The commission said legalizing medical marijuana would “present serious public safety risks to the citizens of the state.”

The governor has said he is “open-minded” on medical marijuana, but has not said if he would sign the legislation approved by the Illinois General Assembly.

Crime Commission executive director Joe Ways said the amount of marijuana patients would be allowed to have is too high.

“Allowing each card holder 2.5 ounces of marijuana every two weeks will provide a surplus of marijuana that will undoubtedly find its way into the wrong hands and have significant law enforcement implications,” Ways said in a written statement.

The commission also said the legislation does not provide for sufficient testing to determine if motorists have been impaired by marijuana use. The bill would require anyone with a medical marijuana permit to submit to a field sobriety test during a police traffic stop.

The legislation states that federally approved field-sobriety tests are adequate to determine impairment.

Supporters have said standard field sobriety tests are admissible in court, and the “divided attention” tests would sufficiently evaluate a driver’s hand-eye coordination, and his or her ability to maintain balance and listen to instructions.

However, opponents have said such tests have not been shown conclusively to be effective in determining impairment by marijuana.

“It is critical that Illinois avoids the mistakes of states like Colorado, where passage of medical marijuana legislation resulted in a dramatic jump in crashes where the driver tested positive for THC, the active ingredient in marijuana,” Ways said.

Opponents also have said blood and urine tests would not be effective in testing for marijuana, because THC – the mind-altering chemical in marijuana – stays in a person’s system for weeks, long after any impairment has worn off.

Supporters of the legislation have touted it as having the strictest limits on marijuana among states that authorize the drug for medical use.

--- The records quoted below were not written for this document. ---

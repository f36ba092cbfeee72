use askama::Template;
use axum::{
    extract::{Multipart, Path, Query, State},
    response::{IntoResponse, Redirect, Response},
    Extension, Form,
};
use serde::Deserialize;
use uuid::Uuid;

use crate::{
    api::{
        middleware::auth::{CurrentUser, SessionInfo},
        state::AppState,
    },
    domain::{format_cents, EventOffering},
    web::templates::{
        nav_context, redirect_with_err, redirect_with_msg, FlashParams, HtmlTemplate, UserInfo,
    },
    web::uploads::{delete_uploaded_file, save_uploaded_file},
};

use super::super::{cart_badge, csrf_ok, fresh_csrf};
use super::{cents_to_input, parse_price_cents};

pub struct AdminEventRow {
    pub id: String,
    pub name: String,
    pub venue: String,
    pub capacity: i32,
    pub price: String,
    pub is_active: bool,
}

#[derive(Template)]
#[template(path = "admin/events.html")]
pub struct AdminEventsTemplate {
    pub current_user: Option<UserInfo>,
    pub is_admin: bool,
    pub cart_count: usize,
    pub csrf_token: String,
    pub events: Vec<AdminEventRow>,
    pub msg: String,
    pub err: String,
}

pub async fn admin_events_page(
    State(state): State<AppState>,
    Extension(current_user): Extension<CurrentUser>,
    Extension(session_info): Extension<SessionInfo>,
    Query(flash): Query<FlashParams>,
) -> impl IntoResponse {
    let events = state
        .service_context
        .event_repo
        .list(1000, 0)
        .await
        .unwrap_or_default()
        .into_iter()
        .map(|e| AdminEventRow {
            id: e.id.to_string(),
            name: e.name,
            venue: e.venue,
            capacity: e.max_capacity,
            price: format_cents(e.price_per_person_cents),
            is_active: e.is_active,
        })
        .collect();

    let cart_count = cart_badge(&state, Some(&session_info)).await;
    let (user_info, is_admin, cart_count) = nav_context(Some(&current_user), cart_count);
    let csrf_token = fresh_csrf(&state, &session_info).await;

    HtmlTemplate(AdminEventsTemplate {
        current_user: user_info,
        is_admin,
        cart_count,
        csrf_token,
        events,
        msg: flash.msg_or_empty(),
        err: flash.err_or_empty(),
    })
}

#[derive(Template)]
#[template(path = "admin/event_form.html")]
pub struct EventFormTemplate {
    pub current_user: Option<UserInfo>,
    pub is_admin: bool,
    pub cart_count: usize,
    pub csrf_token: String,
    pub heading: String,
    pub form_action: String,
    pub name: String,
    pub description: String,
    pub venue: String,
    pub max_capacity: i32,
    pub price: String,
    pub image_url: String,
    pub err: String,
}

pub async fn admin_new_event_page(
    State(state): State<AppState>,
    Extension(current_user): Extension<CurrentUser>,
    Extension(session_info): Extension<SessionInfo>,
    Query(flash): Query<FlashParams>,
) -> impl IntoResponse {
    let cart_count = cart_badge(&state, Some(&session_info)).await;
    let (user_info, is_admin, cart_count) = nav_context(Some(&current_user), cart_count);
    let csrf_token = fresh_csrf(&state, &session_info).await;

    HtmlTemplate(EventFormTemplate {
        current_user: user_info,
        is_admin,
        cart_count,
        csrf_token,
        heading: "New Event".to_string(),
        form_action: "/admin/events/new".to_string(),
        name: String::new(),
        description: String::new(),
        venue: String::new(),
        max_capacity: 100,
        price: "0.00".to_string(),
        image_url: String::new(),
        err: flash.err_or_empty(),
    })
}

pub async fn admin_edit_event_page(
    State(state): State<AppState>,
    Extension(current_user): Extension<CurrentUser>,
    Extension(session_info): Extension<SessionInfo>,
    Path(id): Path<Uuid>,
    Query(flash): Query<FlashParams>,
) -> Response {
    let event = match state.service_context.event_repo.find_by_id(id).await {
        Ok(Some(event)) => event,
        _ => return redirect_with_err("/admin/events", "Event not found.").into_response(),
    };

    let cart_count = cart_badge(&state, Some(&session_info)).await;
    let (user_info, is_admin, cart_count) = nav_context(Some(&current_user), cart_count);
    let csrf_token = fresh_csrf(&state, &session_info).await;

    HtmlTemplate(EventFormTemplate {
        current_user: user_info,
        is_admin,
        cart_count,
        csrf_token,
        heading: "Edit Event".to_string(),
        form_action: format!("/admin/events/{}/update", event.id),
        name: event.name,
        description: event.description,
        venue: event.venue,
        max_capacity: event.max_capacity,
        price: cents_to_input(event.price_per_person_cents),
        image_url: event.image_url.unwrap_or_default(),
        err: flash.err_or_empty(),
    })
    .into_response()
}

/// Text fields plus an optional photo, pulled out of the multipart form.
struct EventFormData {
    csrf_token: String,
    name: String,
    description: String,
    venue: String,
    max_capacity: i32,
    price_cents: Option<i64>,
    image_url: Option<String>,
}

async fn parse_event_form(state: &AppState, multipart: &mut Multipart) -> EventFormData {
    let mut data = EventFormData {
        csrf_token: String::new(),
        name: String::new(),
        description: String::new(),
        venue: String::new(),
        max_capacity: 0,
        price_cents: None,
        image_url: None,
    };

    while let Ok(Some(field)) = multipart.next_field().await {
        let field_name = field.name().unwrap_or("").to_string();

        match field_name.as_str() {
            "csrf_token" => data.csrf_token = field.text().await.unwrap_or_default(),
            "name" => data.name = field.text().await.unwrap_or_default(),
            "description" => data.description = field.text().await.unwrap_or_default(),
            "venue" => data.venue = field.text().await.unwrap_or_default(),
            "max_capacity" => {
                data.max_capacity = field
                    .text()
                    .await
                    .unwrap_or_default()
                    .trim()
                    .parse()
                    .unwrap_or(0)
            }
            "price" => {
                data.price_cents = parse_price_cents(&field.text().await.unwrap_or_default())
            }
            "image" => {
                let filename = field.file_name().unwrap_or("").to_string();
                if !filename.is_empty() {
                    if let Ok(bytes) = field.bytes().await {
                        if !bytes.is_empty() {
                            match save_uploaded_file(
                                &state.settings.server.uploads_dir,
                                "events",
                                &filename,
                                &bytes,
                            )
                            .await
                            {
                                Ok(path) => data.image_url = Some(path),
                                Err(e) => tracing::warn!("Event image upload failed: {}", e),
                            }
                        }
                    }
                }
            }
            _ => {
                let _ = field.bytes().await;
            }
        }
    }

    data
}

fn validate_event_form(data: &EventFormData) -> Option<&'static str> {
    if data.name.is_empty() || data.venue.is_empty() {
        return Some("Name and venue are required.");
    }
    if !(1..=1000).contains(&data.max_capacity) {
        return Some("Capacity must be between 1 and 1000.");
    }
    if data.price_cents.is_none() {
        return Some("Price must be a valid amount.");
    }
    None
}

pub async fn admin_create_event(
    State(state): State<AppState>,
    Extension(_current_user): Extension<CurrentUser>,
    Extension(session_info): Extension<SessionInfo>,
    mut multipart: Multipart,
) -> Response {
    let data = parse_event_form(&state, &mut multipart).await;

    if !csrf_ok(&state, &session_info, &data.csrf_token).await {
        return redirect_with_err("/admin/events/new", "Invalid request token.").into_response();
    }
    if let Some(problem) = validate_event_form(&data) {
        return redirect_with_err("/admin/events/new", problem).into_response();
    }

    let now = chrono::Utc::now();
    let event = EventOffering {
        id: Uuid::new_v4(),
        name: data.name,
        description: data.description,
        venue: data.venue,
        max_capacity: data.max_capacity,
        price_per_person_cents: data.price_cents.unwrap_or(0),
        image_url: data.image_url,
        is_active: true,
        created_at: now,
        updated_at: now,
    };

    match state.service_context.event_repo.create(event).await {
        Ok(_) => redirect_with_msg("/admin/events", "Event created successfully!").into_response(),
        Err(e) => {
            tracing::error!("Failed to create event: {}", e);
            redirect_with_err("/admin/events/new", "Failed to create event.").into_response()
        }
    }
}

pub async fn admin_update_event(
    State(state): State<AppState>,
    Extension(_current_user): Extension<CurrentUser>,
    Extension(session_info): Extension<SessionInfo>,
    Path(id): Path<Uuid>,
    mut multipart: Multipart,
) -> Response {
    let existing = match state.service_context.event_repo.find_by_id(id).await {
        Ok(Some(event)) => event,
        _ => return redirect_with_err("/admin/events", "Event not found.").into_response(),
    };

    let back = format!("/admin/events/{}", id);
    let data = parse_event_form(&state, &mut multipart).await;

    if !csrf_ok(&state, &session_info, &data.csrf_token).await {
        return redirect_with_err(&back, "Invalid request token.").into_response();
    }
    if let Some(problem) = validate_event_form(&data) {
        return redirect_with_err(&back, problem).into_response();
    }

    // A fresh upload replaces the photo; remove the file it displaces.
    if data.image_url.is_some() {
        if let Some(old) = &existing.image_url {
            if let Err(e) = delete_uploaded_file(old).await {
                tracing::warn!("Failed to delete replaced image {}: {}", old, e);
            }
        }
    }

    let updated = EventOffering {
        id,
        name: data.name,
        description: data.description,
        venue: data.venue,
        max_capacity: data.max_capacity,
        price_per_person_cents: data.price_cents.unwrap_or(0),
        image_url: data.image_url.or(existing.image_url),
        is_active: existing.is_active,
        created_at: existing.created_at,
        updated_at: chrono::Utc::now(),
    };

    match state.service_context.event_repo.update(id, updated).await {
        Ok(_) => redirect_with_msg("/admin/events", "Event updated successfully!").into_response(),
        Err(e) => {
            tracing::error!("Failed to update event: {}", e);
            redirect_with_err(&back, "Failed to update event.").into_response()
        }
    }
}

#[derive(Debug, Deserialize)]
pub struct DeleteForm {
    pub csrf_token: String,
}

// Soft delete: bookings keep their event reference, the offering just
// stops being bookable.
pub async fn admin_delete_event(
    State(state): State<AppState>,
    Extension(_current_user): Extension<CurrentUser>,
    Extension(session_info): Extension<SessionInfo>,
    Path(id): Path<Uuid>,
    Form(form): Form<DeleteForm>,
) -> Response {
    if !csrf_ok(&state, &session_info, &form.csrf_token).await {
        return redirect_with_err("/admin/events", "Invalid request token.").into_response();
    }

    match state.service_context.event_repo.set_active(id, false).await {
        Ok(()) => redirect_with_msg("/admin/events", "Event deleted successfully!").into_response(),
        Err(e) => {
            tracing::error!("Failed to delete event: {}", e);
            Redirect::to("/admin/events?err=Failed%20to%20delete%20event.").into_response()
        }
    }
}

The measure would authorize physicians to prescribe marijuana to patients with whom they have an existing relationship, and who have at least one of more than 30 medical conditions listed in the legislation.

The proposed legislation creates a framework for a four-year pilot program that includes requiring patients and caregivers to undergo background checks. It sets a 2.5 ounce limit per patient per purchase and calls for 60 dispensaries regulated by the state where patients could buy the drug.

Eighteen states and the District of Columbia allow the use of marijuana for medical purposes.